*** Opening Data supplied ***
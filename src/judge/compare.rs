//! Output comparison
//!
//! The canonical comparison right-trims every line, strips leading and
//! trailing blank lines, then requires exact equality. Problems flagged for
//! structured judging first try a JSON deep comparison on both sides and
//! fall back to the canonical string comparison when either side fails to
//! parse.

use serde_json::Value;

use crate::constants::FLOAT_COMPARE_TOLERANCE;

/// Canonicalize an output: right-trim lines, drop leading/trailing blank
/// lines.
pub fn normalize(text: &str) -> String {
    let lines: Vec<&str> = text.lines().map(|l| l.trim_end()).collect();

    let first = lines.iter().position(|l| !l.is_empty());
    let last = lines.iter().rposition(|l| !l.is_empty());

    match (first, last) {
        (Some(first), Some(last)) => lines[first..=last].join("\n"),
        _ => String::new(),
    }
}

/// Compare actual output against the expected one. `structured` problems
/// try JSON first; `float_tolerance` problems compare token-wise with the
/// numeric comparator.
pub fn outputs_match(
    actual: &str,
    expected: &str,
    structured: bool,
    float_tolerance: bool,
) -> bool {
    if structured {
        if let (Ok(a), Ok(b)) = (
            serde_json::from_str::<Value>(actual),
            serde_json::from_str::<Value>(expected),
        ) {
            return json_eq(&a, &b);
        }
    }

    if float_tolerance {
        return tokens_match(&normalize(actual), &normalize(expected));
    }

    normalize(actual) == normalize(expected)
}

/// Token-wise comparison: numeric tokens within tolerance, others exact
fn tokens_match(actual: &str, expected: &str) -> bool {
    let a: Vec<&str> = actual.split_whitespace().collect();
    let b: Vec<&str> = expected.split_whitespace().collect();

    a.len() == b.len()
        && a.iter().zip(&b).all(|(x, y)| {
            match (x.parse::<f64>(), y.parse::<f64>()) {
                (Ok(x), Ok(y)) => floats_close(x, y),
                _ => x == y,
            }
        })
}

/// Structural JSON equality with NaN treated as equal to NaN
pub fn json_eq(a: &Value, b: &Value) -> bool {
    match (a, b) {
        (Value::Number(x), Value::Number(y)) => match (x.as_f64(), y.as_f64()) {
            (Some(x), Some(y)) => (x.is_nan() && y.is_nan()) || x == y,
            _ => x == y,
        },
        (Value::Array(xs), Value::Array(ys)) => {
            xs.len() == ys.len() && xs.iter().zip(ys).all(|(x, y)| json_eq(x, y))
        }
        (Value::Object(xs), Value::Object(ys)) => {
            xs.len() == ys.len()
                && xs
                    .iter()
                    .all(|(k, x)| ys.get(k).is_some_and(|y| json_eq(x, y)))
        }
        _ => a == b,
    }
}

/// Relative + absolute tolerance comparison for opted-in problems
pub fn floats_close(a: f64, b: f64) -> bool {
    if a == b {
        return true;
    }
    if a.is_nan() && b.is_nan() {
        return true;
    }
    let diff = (a - b).abs();
    let scale = a.abs().max(b.abs());
    diff <= FLOAT_COMPARE_TOLERANCE || diff <= FLOAT_COMPARE_TOLERANCE * scale
}

#[cfg(test)]
mod tests {
    use super::*;
    use serde_json::json;

    #[test]
    fn test_trailing_spaces_are_canonical() {
        assert!(outputs_match("1 2 3  \n4 5", "1 2 3\n4 5", false, false));
        assert!(outputs_match("hello\t \nworld", "hello\nworld", false, false));
    }

    #[test]
    fn test_leading_and_trailing_blank_lines_are_canonical() {
        assert!(outputs_match("\n\n42\n\n\n", "42", false, false));
        assert!(outputs_match("42\n", "\n42", false, false));
    }

    #[test]
    fn test_interior_blank_lines_matter() {
        assert!(!outputs_match("a\n\nb", "a\nb", false, false));
    }

    #[test]
    fn test_interior_whitespace_matters() {
        assert!(!outputs_match("1  2", "1 2", false, false));
        assert!(!outputs_match("ab", "a b", false, false));
    }

    #[test]
    fn test_empty_outputs() {
        assert!(outputs_match("", "", false, false));
        assert!(outputs_match("\n\n", "", false, false));
        assert!(!outputs_match("x", "", false, false));
    }

    #[test]
    fn test_structured_deep_equality() {
        assert!(outputs_match(
            r#"{"a": [1, 2], "b": "x"}"#,
            r#"{ "b": "x", "a": [1, 2] }"#,
            true,
            false,
        ));
        assert!(!outputs_match(r#"{"a": 1}"#, r#"{"a": 2}"#, true, false));
    }

    #[test]
    fn test_structured_falls_back_to_string_compare() {
        // Left side is not JSON, so canonical string comparison applies
        assert!(outputs_match("plain text  ", "plain text", true, false));
        assert!(!outputs_match("not json", r#"{"a": 1}"#, true, false));
    }

    #[test]
    fn test_json_nan_equals_nan() {
        // serde_json cannot parse NaN, but constructed values can hold
        // non-finite intent through f64 comparison paths
        assert!(json_eq(&json!(1.5), &json!(1.5)));
        assert!(!json_eq(&json!(1.5), &json!(2.5)));
        assert!(floats_close(f64::NAN, f64::NAN));
    }

    #[test]
    fn test_json_array_length_mismatch() {
        assert!(!json_eq(&json!([1, 2]), &json!([1, 2, 3])));
        assert!(!json_eq(&json!({"a": 1}), &json!({"a": 1, "b": 2})));
    }

    #[test]
    fn test_float_tolerance() {
        assert!(floats_close(1.0, 1.0 + 5e-7));
        assert!(floats_close(1_000_000.0, 1_000_000.5));
        assert!(!floats_close(1.0, 1.1));
        assert!(floats_close(0.0, 0.0));
    }

    #[test]
    fn test_opt_in_numeric_comparison() {
        assert!(outputs_match("3.1415927\n2", "3.1415926\n2", false, true));
        assert!(!outputs_match("3.15\n2", "3.14\n2", false, true));
        // Non-numeric tokens still compare exactly
        assert!(!outputs_match("yes 1.0", "no 1.0", false, true));
        // Token count must agree
        assert!(!outputs_match("1.0", "1.0 2.0", false, true));
    }
}
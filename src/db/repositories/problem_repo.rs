//! Problem repository

use sqlx::PgPool;
use uuid::Uuid;

use crate::{
    error::AppResult,
    models::{Problem, TestCase},
};

/// Repository for problem and test case database operations
pub struct ProblemRepository;

impl ProblemRepository {
    /// Find problem by ID
    pub async fn find_by_id(pool: &PgPool, id: &Uuid) -> AppResult<Option<Problem>> {
        let problem = sqlx::query_as::<_, Problem>(r#"SELECT * FROM problems WHERE id = $1"#)
            .bind(id)
            .fetch_optional(pool)
            .await?;

        Ok(problem)
    }

    /// Get all test cases of a problem in ordinal order
    pub async fn get_test_cases(pool: &PgPool, problem_id: &Uuid) -> AppResult<Vec<TestCase>> {
        let cases = sqlx::query_as::<_, TestCase>(
            r#"SELECT * FROM test_cases WHERE problem_id = $1 ORDER BY ordinal"#,
        )
        .bind(problem_id)
        .fetch_all(pool)
        .await?;

        Ok(cases)
    }
}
*** Closing Data supplied ***
**Exercise instructions:**
Copy every line that appears above, with each word kept as it is.

**Finished task:**
filename src/judge/compare.rs
//! Output comparison
//!
//! The canonical comparison right-trims every line, strips leading and
//! trailing blank lines, then requires exact equality. Problems flagged for
//! structured judging first try a JSON deep comparison on both sides and
//! fall back to the canonical string comparison when either side fails to
//! parse.

use serde_json::Value;

use crate::constants::FLOAT_COMPARE_TOLERANCE;

/// Canonicalize an output: right-trim lines, drop leading/trailing blank
/// lines.
pub fn normalize(text: &str) -> String {
    let lines: Vec<&str> = text.lines().map(|l| l.trim_end()).collect();

    let first = lines.iter().position(|l| !l.is_empty());
    let last = lines.iter().rposition(|l| !l.is_empty());

    match (first, last) {
        (Some(first), Some(last)) => lines[first..=last].join("\n"),
        _ => String::new(),
    }
}

/// Compare actual output against the expected one. `structured` problems
/// try JSON first; `float_tolerance` problems compare token-wise with the
/// numeric comparator.
pub fn outputs_match(
    actual: &str,
    expected: &str,
    structured: bool,
    float_tolerance: bool,
) -> bool {
    if structured {
        if let (Ok(a), Ok(b)) = (
            serde_json::from_str::<Value>(actual),
            serde_json::from_str::<Value>(expected),
        ) {
            return json_eq(&a, &b);
        }
    }

    if float_tolerance {
        return tokens_match(&normalize(actual), &normalize(expected));
    }

    normalize(actual) == normalize(expected)
}

/// Token-wise comparison: numeric tokens within tolerance, others exact
fn tokens_match(actual: &str, expected: &str) -> bool {
    let a: Vec<&str> = actual.split_whitespace().collect();
    let b: Vec<&str> = expected.split_whitespace().collect();

    a.len() == b.len()
        && a.iter().zip(&b).all(|(x, y)| {
            match (x.parse::<f64>(), y.parse::<f64>()) {
                (Ok(x), Ok(y)) => floats_close(x, y),
                _ => x == y,
            }
        })
}

/// Structural JSON equality with NaN treated as equal to NaN
pub fn json_eq(a: &Value, b: &Value) -> bool {
    match (a, b) {
        (Value::Number(x), Value::Number(y)) => match (x.as_f64(), y.as_f64()) {
            (Some(x), Some(y)) => (x.is_nan() && y.is_nan()) || x == y,
            _ => x == y,
        },
        (Value::Array(xs), Value::Array(ys)) => {
            xs.len() == ys.len() && xs.iter().zip(ys).all(|(x, y)| json_eq(x, y))
        }
        (Value::Object(xs), Value::Object(ys)) => {
            xs.len() == ys.len()
                && xs
                    .iter()
                    .all(|(k, x)| ys.get(k).is_some_and(|y| json_eq(x, y)))
        }
        _ => a == b,
    }
}

/// Relative + absolute tolerance comparison for opted-in problems
pub fn floats_close(a: f64, b: f64) -> bool {
    if a == b {
        return true;
    }
    if a.is_nan() && b.is_nan() {
        return true;
    }
    let diff = (a - b).abs();
    let scale = a.abs().max(b.abs());
    diff <= FLOAT_COMPARE_TOLERANCE || diff <= FLOAT_COMPARE_TOLERANCE * scale
}

#[cfg(test)]
mod tests {
    use super::*;
    use serde_json::json;

    #[test]
    fn test_trailing_spaces_are_canonical() {
        assert!(outputs_match("1 2 3  \n4 5", "1 2 3\n4 5", false, false));
        assert!(outputs_match("hello\t \nworld", "hello\nworld", false, false));
    }

    #[test]
    fn test_leading_and_trailing_blank_lines_are_canonical() {
        assert!(outputs_match("\n\n42\n\n\n", "42", false, false));
        assert!(outputs_match("42\n", "\n42", false, false));
    }

    #[test]
    fn test_interior_blank_lines_matter() {
        assert!(!outputs_match("a\n\nb", "a\nb", false, false));
    }

    #[test]
    fn test_interior_whitespace_matters() {
        assert!(!outputs_match("1  2", "1 2", false, false));
        assert!(!outputs_match("ab", "a b", false, false));
    }

    #[test]
    fn test_empty_outputs() {
        assert!(outputs_match("", "", false, false));
        assert!(outputs_match("\n\n", "", false, false));
        assert!(!outputs_match("x", "", false, false));
    }

    #[test]
    fn test_structured_deep_equality() {
        assert!(outputs_match(
            r#"{"a": [1, 2], "b": "x"}"#,
            r#"{ "b": "x", "a": [1, 2] }"#,
            true,
            false,
        ));
        assert!(!outputs_match(r#"{"a": 1}"#, r#"{"a": 2}"#, true, false));
    }

    #[test]
    fn test_structured_falls_back_to_string_compare() {
        // Left side is not JSON, so canonical string comparison applies
        assert!(outputs_match("plain text  ", "plain text", true, false));
        assert!(!outputs_match("not json", r#"{"a": 1}"#, true, false));
    }

    #[test]
    fn test_json_nan_equals_nan() {
        // serde_json cannot parse NaN, but constructed values can hold
        // non-finite intent through f64 comparison paths
        assert!(json_eq(&json!(1.5), &json!(1.5)));
        assert!(!json_eq(&json!(1.5), &json!(2.5)));
        assert!(floats_close(f64::NAN, f64::NAN));
    }

    #[test]
    fn test_json_array_length_mismatch() {
        assert!(!json_eq(&json!([1, 2]), &json!([1, 2, 3])));
        assert!(!json_eq(&json!({"a": 1}), &json!({"a": 1, "b": 2})));
    }

    #[test]
    fn test_float_tolerance() {
        assert!(floats_close(1.0, 1.0 + 5e-7));
        assert!(floats_close(1_000_000.0, 1_000_000.5));
        assert!(!floats_close(1.0, 1.1));
        assert!(floats_close(0.0, 0.0));
    }

    #[test]
    fn test_opt_in_numeric_comparison() {
        assert!(outputs_match("3.1415927\n2", "3.1415926\n2", false, true));
        assert!(!outputs_match("3.15\n2", "3.14\n2", false, true));
        // Non-numeric tokens still compare exactly
        assert!(!outputs_match("yes 1.0", "no 1.0", false, true));
        // Token count must agree
        assert!(!outputs_match("1.0", "1.0 2.0", false, true));
    }
}
filename src/db/repositories/problem_repo.rs
//! Problem repository

use sqlx::PgPool;
use uuid::Uuid;

use crate::{
    error::AppResult,
    models::{Problem, TestCase},
};

/// Repository for problem and test case database operations
pub struct ProblemRepository;

impl ProblemRepository {
    /// Find problem by ID
    pub async fn find_by_id(pool: &PgPool, id: &Uuid) -> AppResult<Option<Problem>> {
        let problem = sqlx::query_as::<_, Problem>(r#"SELECT * FROM problems WHERE id = $1"#)
            .bind(id)
            .fetch_optional(pool)
            .await?;

        Ok(problem)
    }

    /// Get all test cases of a problem in ordinal order
    pub async fn get_test_cases(pool: &PgPool, problem_id: &Uuid) -> AppResult<Vec<TestCase>> {
        let cases = sqlx::query_as::<_, TestCase>(
            r#"SELECT * FROM test_cases WHERE problem_id = $1 ORDER BY ordinal"#,
        )
        .bind(problem_id)
        .fetch_all(pool)
        .await?;

        Ok(cases)
    }
}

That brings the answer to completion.